Signal 1: Win rate by segment. If your win rate in the primary ICP segment is declining, something has changed — either the market, the product, or the competition. Investigate before assuming the ICP is still right.

Signal 2: Churn patterns. High churn in a segment you are actively selling into is a clear indicator of PMF problems. Either the segment is wrong, or the product is not delivering what was promised.

Signal 3: Where expansion revenue comes from. Your best customers — the ones who expand, refer, and renew — tell you more about your real ICP than any research exercise. If expansion revenue is concentrating in a segment you have not prioritised, pay attention.
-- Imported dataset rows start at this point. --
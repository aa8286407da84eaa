//! Structural contract for analysis payloads.
//!
//! The contract is a table of named fields with their kinds. Validation walks
//! the table and reports every violation with the offending field path, then
//! converts the checked value into an [`AppAnalysis`]. Values are never
//! coerced: `"15"` is not a score.

use serde_json::Value;

use crate::model::{AppAnalysis, MAX_SCORE, MAX_SUMMARY_CHARS, MIN_SCORE, RiskLevel};

#[derive(Debug, Clone, Copy)]
pub enum FieldKind {
    Text { non_empty: bool, max_chars: Option<usize> },
    Integer { min: i64, max: i64 },
    OneOf(&'static [&'static str]),
    TextList,
}

#[derive(Debug, Clone, Copy)]
pub struct Field {
    pub name: &'static str,
    pub kind: FieldKind,
}

pub const APP_ANALYSIS_FIELDS: &[Field] = &[
    Field { name: "appName", kind: FieldKind::Text { non_empty: true, max_chars: None } },
    Field { name: "score", kind: FieldKind::Integer { min: MIN_SCORE, max: MAX_SCORE } },
    Field { name: "riskLevel", kind: FieldKind::OneOf(RiskLevel::NAMES) },
    Field { name: "countryOfOrigin", kind: FieldKind::Text { non_empty: false, max_chars: None } },
    Field { name: "shareholders", kind: FieldKind::TextList },
    Field { name: "positivePoints", kind: FieldKind::TextList },
    Field { name: "negativePoints", kind: FieldKind::TextList },
    Field {
        name: "summary",
        kind: FieldKind::Text { non_empty: false, max_chars: Some(MAX_SUMMARY_CHARS) },
    },
];

#[derive(Debug, Clone, PartialEq, Eq, thiserror::Error)]
pub enum Violation {
    #[error("expected an object, found {found}")]
    NotAnObject { found: &'static str },

    #[error("required field is missing")]
    Missing,

    #[error("expected {expected}, found {found}")]
    WrongType { expected: &'static str, found: &'static str },

    #[error("must not be empty")]
    Empty,

    #[error("{actual} is outside [{min}, {max}]")]
    OutOfRange { min: i64, max: i64, actual: String },

    #[error("'{actual}' is not one of {}", .allowed.join(", "))]
    NotAllowed { allowed: &'static [&'static str], actual: String },

    #[error("{actual} characters exceeds the maximum of {max}")]
    TooLong { max: usize, actual: usize },
}

#[derive(Debug, Clone, PartialEq, Eq, thiserror::Error)]
#[error("{path}: {violation}")]
pub struct FieldViolation {
    /// Dotted path of the offending value; `$` is the document root.
    pub path: String,
    pub violation: Violation,
}

#[derive(Debug, Clone, PartialEq, Eq, thiserror::Error)]
#[error("{}", join_violations(.violations))]
pub struct ValidationError {
    pub violations: Vec<FieldViolation>,
}

impl ValidationError {
    pub fn fields(&self) -> Vec<&str> {
        self.violations.iter().map(|v| v.path.as_str()).collect()
    }
}

fn join_violations(violations: &[FieldViolation]) -> String {
    violations
        .iter()
        .map(ToString::to_string)
        .collect::<Vec<_>>()
        .join("; ")
}

fn type_name(value: &Value) -> &'static str {
    match value {
        Value::Null => "null",
        Value::Bool(_) => "boolean",
        Value::Number(_) => "number",
        Value::String(_) => "string",
        Value::Array(_) => "array",
        Value::Object(_) => "object",
    }
}

fn check_field(field: &Field, value: &Value, out: &mut Vec<FieldViolation>) {
    let mut push = |path: String, violation: Violation| out.push(FieldViolation { path, violation });

    match field.kind {
        FieldKind::Text { non_empty, max_chars } => {
            let Some(text) = value.as_str() else {
                push(
                    field.name.to_string(),
                    Violation::WrongType { expected: "string", found: type_name(value) },
                );
                return;
            };
            if non_empty && text.trim().is_empty() {
                push(field.name.to_string(), Violation::Empty);
            }
            if let Some(max) = max_chars {
                let actual = text.chars().count();
                if actual > max {
                    push(field.name.to_string(), Violation::TooLong { max, actual });
                }
            }
        }
        FieldKind::Integer { min, max } => match value {
            Value::Number(n) => match n.as_i64() {
                Some(actual) if (min..=max).contains(&actual) => {}
                Some(actual) => push(
                    field.name.to_string(),
                    Violation::OutOfRange { min, max, actual: actual.to_string() },
                ),
                // u64 beyond i64 is out of range, fractions are not integers
                None if n.is_u64() => push(
                    field.name.to_string(),
                    Violation::OutOfRange { min, max, actual: n.to_string() },
                ),
                None => push(
                    field.name.to_string(),
                    Violation::WrongType { expected: "integer", found: "fractional number" },
                ),
            },
            other => push(
                field.name.to_string(),
                Violation::WrongType { expected: "integer", found: type_name(other) },
            ),
        },
        FieldKind::OneOf(allowed) => match value.as_str() {
            Some(text) if allowed.contains(&text) => {}
            Some(text) => push(
                field.name.to_string(),
                Violation::NotAllowed { allowed, actual: text.to_string() },
            ),
            None => push(
                field.name.to_string(),
                Violation::WrongType { expected: "string", found: type_name(value) },
            ),
        },
        FieldKind::TextList => {
            let Some(items) = value.as_array() else {
                push(
                    field.name.to_string(),
                    Violation::WrongType { expected: "array of strings", found: type_name(value) },
                );
                return;
            };
            for (index, item) in items.iter().enumerate() {
                if !item.is_string() {
                    push(
                        format!("{}[{index}]", field.name),
                        Violation::WrongType { expected: "string", found: type_name(item) },
                    );
                }
            }
        }
    }
}

/// Checks `value` against a field table, collecting every violation.
pub fn check(fields: &[Field], value: &Value) -> Result<(), ValidationError> {
    let Some(object) = value.as_object() else {
        return Err(ValidationError {
            violations: vec![FieldViolation {
                path: "$".to_string(),
                violation: Violation::NotAnObject { found: type_name(value) },
            }],
        });
    };

    let mut violations = Vec::new();
    for field in fields {
        match object.get(field.name) {
            Some(v) => check_field(field, v, &mut violations),
            None => violations.push(FieldViolation {
                path: field.name.to_string(),
                violation: Violation::Missing,
            }),
        }
    }

    if violations.is_empty() {
        Ok(())
    } else {
        Err(ValidationError { violations })
    }
}

/// Validates an untyped payload into an [`AppAnalysis`].
pub fn validate(value: &Value) -> Result<AppAnalysis, ValidationError> {
    check(APP_ANALYSIS_FIELDS, value)?;

    // Unknown keys are dropped by the typed conversion.
    serde_json::from_value(value.clone()).map_err(|e| ValidationError {
        violations: vec![FieldViolation {
            path: "$".to_string(),
            violation: Violation::WrongType {
                expected: "analysis object",
                found: if e.is_data() { "incompatible data" } else { "unreadable data" },
            },
        }],
    })
}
Run a mini win/loss analysis annually. Interview 5 recent wins and 5 recent losses within your primary ICP. The patterns that emerge will tell you whether to stay focused, tighten the definition, or expand.

Common Mistakes

Mistake 1: Confusing ICP with TAM. The total addressable market is not your ICP. Your ICP is the specific slice of TAM where you win consistently. Start narrow.

Mistake 2: Letting enterprise aspirations override startup reality. Selling to enterprise before you have enterprise-grade product, support, and sales motion is how you create churned reference accounts. Win the mid-market first. Use those wins to build the case for enterprise.

Mistake 3: Building the ICP in isolation. Product, Sales, and Marketing all need to agree on the ICP. If they each have a different mental model of the buyer, your GTM will fracture. Run the scoring exercise as a cross-functional session.

Mistake 4: Treating all ICP attributes as equal. Some attributes are hard filters (the company must have X) and some are soft signals (it would be better if they have Y). Be explicit about which is which, or Sales will waste time on near-miss accounts.

How to Use the ICP in Practice

An ICP is only useful if it changes decisions. Here is where it should show up:

  • Outbound prospecting: Sales filters all outbound lists against ICP attributes. Any account that does not fit is deprioritised.
  • Lead scoring: Marketing scores inbound leads against ICP attributes. Companies that fit score higher and get faster follow-up.
  • Deal qualification: Sales uses ICP attributes as qualification criteria. Deals that fall outside the ICP are flagged early and either deprioritised or escalated to the ICP working group.
  • Product roadmap: Product prioritises features that solve problems for the primary ICP. Feature requests from non-ICP customers are noted but not automatically actioned.
  • Content strategy: Marketing creates content that speaks to the ICP's specific pains, goals, and triggers — not to a generic B2B audience.

Frequently Asked Questions

How narrow is too narrow?

If your ICP has fewer than 500 addressable accounts globally, it is probably too narrow to build a scalable business on. But most early-stage companies define their ICP too broadly, not too narrowly. If you are not sure, go narrower first. You can always expand.

What if two segments score equally on the matrix?

Pick the one where you have more existing customers, stronger case studies, and a clearer sales motion. Execution quality matters more than theoretical fit. Tie-break on evidence.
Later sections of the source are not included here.